Search the data for "Never". Return each matching line.

== == ==

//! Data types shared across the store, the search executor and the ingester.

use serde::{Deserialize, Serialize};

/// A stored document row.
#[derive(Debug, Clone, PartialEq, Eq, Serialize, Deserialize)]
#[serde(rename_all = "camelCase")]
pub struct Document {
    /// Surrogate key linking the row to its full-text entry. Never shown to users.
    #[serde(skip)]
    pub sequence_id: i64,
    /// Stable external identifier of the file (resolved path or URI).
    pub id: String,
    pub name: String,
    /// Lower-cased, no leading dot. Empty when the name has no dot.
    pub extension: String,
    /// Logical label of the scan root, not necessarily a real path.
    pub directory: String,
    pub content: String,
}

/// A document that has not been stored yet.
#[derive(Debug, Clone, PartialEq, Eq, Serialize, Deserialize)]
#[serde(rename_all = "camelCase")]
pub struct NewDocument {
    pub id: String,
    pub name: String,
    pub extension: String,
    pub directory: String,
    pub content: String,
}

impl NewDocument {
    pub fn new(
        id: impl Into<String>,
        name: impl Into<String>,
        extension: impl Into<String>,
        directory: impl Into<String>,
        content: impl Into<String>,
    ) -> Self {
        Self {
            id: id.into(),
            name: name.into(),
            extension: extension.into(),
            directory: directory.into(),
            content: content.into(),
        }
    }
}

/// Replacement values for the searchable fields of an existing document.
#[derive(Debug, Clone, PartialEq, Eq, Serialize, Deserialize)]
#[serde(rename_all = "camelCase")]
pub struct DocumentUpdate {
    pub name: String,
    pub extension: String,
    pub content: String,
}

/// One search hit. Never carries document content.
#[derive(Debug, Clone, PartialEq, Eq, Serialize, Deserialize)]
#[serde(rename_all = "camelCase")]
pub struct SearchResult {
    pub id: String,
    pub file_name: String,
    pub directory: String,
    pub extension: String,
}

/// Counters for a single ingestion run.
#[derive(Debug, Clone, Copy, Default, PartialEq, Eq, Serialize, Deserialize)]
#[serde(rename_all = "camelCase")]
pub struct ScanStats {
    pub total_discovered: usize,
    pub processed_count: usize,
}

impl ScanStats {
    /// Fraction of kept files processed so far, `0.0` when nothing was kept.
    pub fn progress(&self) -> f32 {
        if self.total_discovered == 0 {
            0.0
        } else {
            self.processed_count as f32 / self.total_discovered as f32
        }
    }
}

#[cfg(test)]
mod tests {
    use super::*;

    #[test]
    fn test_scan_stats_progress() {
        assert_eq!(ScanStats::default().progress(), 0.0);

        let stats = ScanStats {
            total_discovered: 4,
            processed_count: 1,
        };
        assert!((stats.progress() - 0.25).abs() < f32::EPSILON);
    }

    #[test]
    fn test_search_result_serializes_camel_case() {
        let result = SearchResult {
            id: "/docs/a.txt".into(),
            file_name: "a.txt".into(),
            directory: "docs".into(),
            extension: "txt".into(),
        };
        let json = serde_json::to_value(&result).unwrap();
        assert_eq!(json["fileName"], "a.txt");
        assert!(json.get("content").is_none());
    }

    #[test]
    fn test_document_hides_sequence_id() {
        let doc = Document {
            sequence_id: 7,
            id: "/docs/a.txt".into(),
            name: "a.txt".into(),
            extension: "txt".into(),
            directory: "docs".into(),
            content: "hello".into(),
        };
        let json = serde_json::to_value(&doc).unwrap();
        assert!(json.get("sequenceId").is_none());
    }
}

== == ==

### Completed task
    /// Surrogate key linking the row to its full-text entry. Never shown to users.
/// One search hit. Never carries document content.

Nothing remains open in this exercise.